TASK DESCRIPTION:
For each line of the data below, copy it if it holds the word "before".

(Excerpts from a dataset)
//! Listing cache: an in-memory collection mirrored to a JSON snapshot.
//!
//! Semantics, in order of importance:
//! - the snapshot is read exactly once, at construction; a missing file
//!   seeds the default dataset
//! - every mutation rewrites the whole snapshot; persistence failures are
//!   logged and swallowed, the in-memory state stays authoritative
//! - ids are allocated as `max(existing) + 1` (or 1 when empty), which is
//!   not collision-safe under concurrent writers; this cache has exactly
//!   one writer
//! - a corrupt snapshot is discarded with a warning, never repaired

use std::fs;
use std::path::PathBuf;

use zentro_core::models::Listing;

/// Single-writer cache of the listing collection.
pub struct ListingCache {
    path: PathBuf,
    listings: Vec<Listing>,
}

impl ListingCache {
    /// Load the snapshot at `path`, falling back to the default dataset
    /// when the file is absent or unreadable.
    pub fn load(path: impl Into<PathBuf>) -> Self {
        let path = path.into();
        let listings = match fs::read_to_string(&path) {
            Ok(raw) => match serde_json::from_str::<Vec<Listing>>(&raw) {
                Ok(listings) => listings,
                Err(e) => {
                    tracing::warn!(
                        path = %path.display(),
                        error = %e,
                        "discarding corrupt listing snapshot"
                    );
                    default_listings()
                }
            },
            Err(e) if e.kind() == std::io::ErrorKind::NotFound => default_listings(),
            Err(e) => {
                tracing::warn!(
                    path = %path.display(),
                    error = %e,
                    "failed to read listing snapshot"
                );
                default_listings()
            }
        };

        ListingCache { path, listings }
    }

    pub fn all(&self) -> &[Listing] {
        &self.listings
    }

    pub fn get(&self, id: i64) -> Option<&Listing> {
        self.listings.iter().find(|l| l.id == id)
    }

    /// Add a listing. Any id on the input is replaced with the allocated
    /// one, which is returned.
    pub fn create(&mut self, mut listing: Listing) -> i64 {
        let id = self.listings.iter().map(|l| l.id).max().map_or(1, |m| m + 1);
        listing.id = id;
        self.listings.push(listing);
        self.persist();
        id
    }

    /// Replace the listing with the given id. Returns false when no such
    /// listing exists.
    pub fn update(&mut self, id: i64, mut listing: Listing) -> bool {
        match self.listings.iter_mut().find(|l| l.id == id) {
            Some(slot) => {
                listing.id = id;
                *slot = listing;
                self.persist();
                true
            }
            None => false,
        }
    }

    /// Remove the listing with the given id. Returns whether one was
    /// removed.
    pub fn delete(&mut self, id: i64) -> bool {
        let before = self.listings.len();
        self.listings.retain(|l| l.id != id);
        let removed = self.listings.len() < before;
        if removed {
            self.persist();
        }
        removed
    }

    fn persist(&self) {
        match serde_json::to_string_pretty(&self.listings) {
            Ok(raw) => {
                if let Err(e) = fs::write(&self.path, raw) {
                    tracing::warn!(
                        path = %self.path.display(),
                        error = %e,
                        "failed to persist listing snapshot"
                    );
                }
            }
            Err(e) => {
                tracing::warn!(error = %e, "failed to serialize listing snapshot");
            }
        }
    }
}

/// The dataset the cache is seeded with when no snapshot exists.
pub fn default_listings() -> Vec<Listing> {
    vec![
        Listing {
            id: 1,
            title: "Skyline Heights Apartment".to_string(),
            location: "Kilimani, Nairobi".to_string(),
            price_kes: 18_500_000,
            listing_type: "sale".to_string(),
            bedrooms: 3,
            bathrooms: 2,
            area_sqm: 145,
            description: "Spacious three-bedroom apartment with a balcony \
                          overlooking the Kilimani skyline."
                .to_string(),
            amenities: vec![
                "Backup generator".to_string(),
                "Borehole water".to_string(),
                "Gym".to_string(),
            ],
            image_urls: vec![],
        },
        Listing {
            id: 2,
            title: "Westlands Park View Penthouse".to_string(),
            location: "Westlands, Nairobi".to_string(),
            price_kes: 42_000_000,
            listing_type: "sale".to_string(),
            bedrooms: 4,
            bathrooms: 4,
            area_sqm: 280,
            description: "Duplex penthouse with a private rooftop terrace \
                          and views over Karura forest."
                .to_string(),
            amenities: vec![
                "Rooftop terrace".to_string(),
                "High-speed lifts".to_string(),
                "Two parking bays".to_string(),
            ],
            image_urls: vec![],
        },
        Listing {
            id: 3,
            title: "Lavington Garden Townhouse".to_string(),
            location: "Lavington, Nairobi".to_string(),
            price_kes: 350_000,
            listing_type: "rent".to_string(),
            bedrooms: 4,
            bathrooms: 3,
            area_sqm: 320,
            description: "Townhouse in a gated compound of eight units with \
                          a mature shared garden."
                .to_string(),
            amenities: vec![
                "Gated compound".to_string(),
                "Staff quarters".to_string(),
                "Garden".to_string(),
            ],
            image_urls: vec![],
        },
    ]
}

#[cfg(test)]
mod tests {
    use super::*;

    fn draft(title: &str) -> Listing {
        Listing {
            id: 0,
            title: title.to_string(),
            location: "Kileleshwa, Nairobi".to_string(),
            price_kes: 12_000_000,
            listing_type: "sale".to_string(),
            bedrooms: 2,
            bathrooms: 2,
            area_sqm: 110,
            description: String::new(),
            amenities: vec![],
            image_urls: vec![],
        }
    }

    #[test]
    fn test_missing_snapshot_seeds_defaults() {
        let dir = tempfile::tempdir().unwrap();
        let cache = ListingCache::load(dir.path().join("listings.json"));
        assert_eq!(cache.all().len(), default_listings().len());
    }

    #[test]
    fn test_create_allocates_max_plus_one() {
        let dir = tempfile::tempdir().unwrap();
        let mut cache = ListingCache::load(dir.path().join("listings.json"));

        let id = cache.create(draft("Riverside Flat"));
        assert_eq!(id, 4);
        assert_eq!(cache.get(4).unwrap().title, "Riverside Flat");
    }

    #[test]
    fn test_deleting_max_id_lets_it_be_reused() {
        // max(existing) + 1 means a freed top id comes back; pinned here
        // so it cannot change silently.
        let dir = tempfile::tempdir().unwrap();
        let mut cache = ListingCache::load(dir.path().join("listings.json"));

        assert!(cache.delete(3));
        let id = cache.create(draft("Replacement"));
        assert_eq!(id, 3);
    }

    #[test]
    fn test_mutations_are_persisted_for_next_load() {
        let dir = tempfile::tempdir().unwrap();
        let path = dir.path().join("listings.json");

        let mut cache = ListingCache::load(&path);
        let id = cache.create(draft("Persisted Flat"));

        let reloaded = ListingCache::load(&path);
        assert_eq!(reloaded.get(id).unwrap().title, "Persisted Flat");
    }

    #[test]
    fn test_update_replaces_fields_and_keeps_id() {
        let dir = tempfile::tempdir().unwrap();
        let mut cache = ListingCache::load(dir.path().join("listings.json"));

        let mut replacement = draft("Renamed");
        replacement.id = 999;
        assert!(cache.update(1, replacement));

        let updated = cache.get(1).unwrap();
        assert_eq!(updated.id, 1);
        assert_eq!(updated.title, "Renamed");

        assert!(!cache.update(42, draft("Nobody")));
    }

    #[test]
    fn test_corrupt_snapshot_is_discarded() {
        let dir = tempfile::tempdir().unwrap();
        let path = dir.path().join("listings.json");
        fs::write(&path, "{not json").unwrap();

        let cache = ListingCache::load(&path);
        assert_eq!(cache.all().len(), default_listings().len());
    }

    #[test]
    fn test_delete_missing_id_is_false_and_does_not_persist() {
        let dir = tempfile::tempdir().unwrap();
        let path = dir.path().join("listings.json");
        let mut cache = ListingCache::load(&path);

        assert!(!cache.delete(42));
        // No mutation happened, so the snapshot file was never written.
        assert!(!path.exists());
    }
}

RESULT BELOW:
        let before = self.listings.len();
        let removed = self.listings.len() < before;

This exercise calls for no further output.